NEW YORK The price of cut-to-length plate was unchanged in the past week as buyers and sellers reported limited market activity.
"Prices are in a holding pattern. Theyre not falling any further; theyre not rising," one mill source said.
Cut-to-length plate is around $780 per ton ($39 per hundredweight) f.o.b. Midwest mill, unchanged from levels earlier this month when domestic mills announced price increases of $50 per ton on plate products (amm.com, Aug. 16).
"Nothings happening," a source at one fabricator said. "Everybodys waiting on the U.S. Steel and Arcelor(Mittal) labor negotiations."
Falling iron ore prices and a sideways scrap market in September would not lend support to rising prices, sources said. But looming over the market is the prospect of a work stoppage if negotiations fail to produce a new contract at either Pittsburgh-based U.S. Steel Corp. or Chicago-based ArcelorMittal USA Inc. by Sept. 1, which likely would send prices surging, sources said.
Amid the uncertainty, sources agreed that prices appear to have reached a floor.
"The discrete (plate) side has bottomed out," one service center source said, adding that cut-to-length and coiled plate prices have stabilized while strip mill plate prices have begun to rise.
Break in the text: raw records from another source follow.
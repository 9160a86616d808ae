//! Recursive descent parser for the declaration language
//!
//! Builds a rowan GreenNode tree from tokens.
//! Supports error recovery and produces a lossless CST.
//!
//! Trivia is attached to the node that follows it: `start_node` and
//! `checkpoint` flush pending trivia first, so node ranges never begin with
//! whitespace. Newlines are significant for a handful of decisions (call
//! suffixes, binary operators, `return` values) and are detected by looking
//! at the trivia between two significant tokens.

use super::lexer::{Lexer, Token};
use super::syntax_kind::SyntaxKind;
use rowan::{Checkpoint, GreenNode, GreenNodeBuilder, TextRange, TextSize};

/// Parse result containing the green tree and any errors
#[derive(Debug, Clone, PartialEq, Eq)]
pub struct Parse {
    pub green: GreenNode,
    pub errors: Vec<SyntaxError>,
}

impl Parse {
    /// Get the root syntax node
    pub fn syntax(&self) -> super::SyntaxNode {
        super::SyntaxNode::new_root(self.green.clone())
    }

    /// Check if parsing succeeded without errors
    pub fn ok(&self) -> bool {
        self.errors.is_empty()
    }
}

/// A syntax error with location and message
#[derive(Debug, Clone, PartialEq, Eq)]
pub struct SyntaxError {
    pub message: String,
    pub range: TextRange,
}

impl SyntaxError {
    pub fn new(message: impl Into<String>, range: TextRange) -> Self {
        Self {
            message: message.into(),
            range,
        }
    }
}

/// Parse source text into a CST
pub fn parse(input: &str) -> Parse {
    let tokens: Vec<_> = Lexer::new(input).collect();
    let mut parser = Parser::new(&tokens);
    parser.parse_source_file();
    parser.finish()
}

/// Modifier keywords that are lexed as identifiers.
const SOFT_MODIFIERS: &[&str] = &[
    "public", "private", "protected", "internal", "open", "final", "abstract", "sealed", "data",
    "enum", "inner", "companion", "override", "lateinit", "const", "inline", "vararg", "reified",
    "out", "suspend", "external", "annotation", "value", "operator", "infix", "noinline",
    "crossinline", "expect", "actual", "tailrec",
];

/// Where a declaration appears; controls which members are accepted.
#[derive(Debug, Clone, Copy, PartialEq, Eq)]
enum DeclContext {
    TopLevel,
    ClassBody,
    Local,
}

/// The parser state
struct Parser<'a> {
    tokens: &'a [Token<'a>],
    pos: usize,
    builder: GreenNodeBuilder<'static>,
    errors: Vec<SyntaxError>,
    /// Set while parsing `A by expr` in a super type list, where a `{` on the
    /// same line opens the class body rather than a trailing lambda.
    no_trailing_lambda: bool,
    /// The `.` half of a `?.` token that was split after a nullable receiver.
    pending_dot: bool,
}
ArcelorMittal produces a range of plate products and U.S. Steel produces strip mill plate.
A second Midwest service center source said that it was too soon following the price announcements to know if the higher prices would stick.
In an update to members Friday, the United Steelworkers union negotiating team confirmed that no agreement has yet been reached with U.S. Steel or ArcelorMittal. Addressing a market rumor, the USW also noted that ArcelorMittal has not requested an extension of the contract set to expire Sept. 1, nor has one been agreed to.
The USWs U.S. Steel negotiating committee said in a separate statement to members dated Aug. 22 that it continues to make "steady" progress.
A spokeswoman for U.S. Steel declined to comment on the negotiations and a spokeswoman for ArcelorMittal did not respond to a request for comment.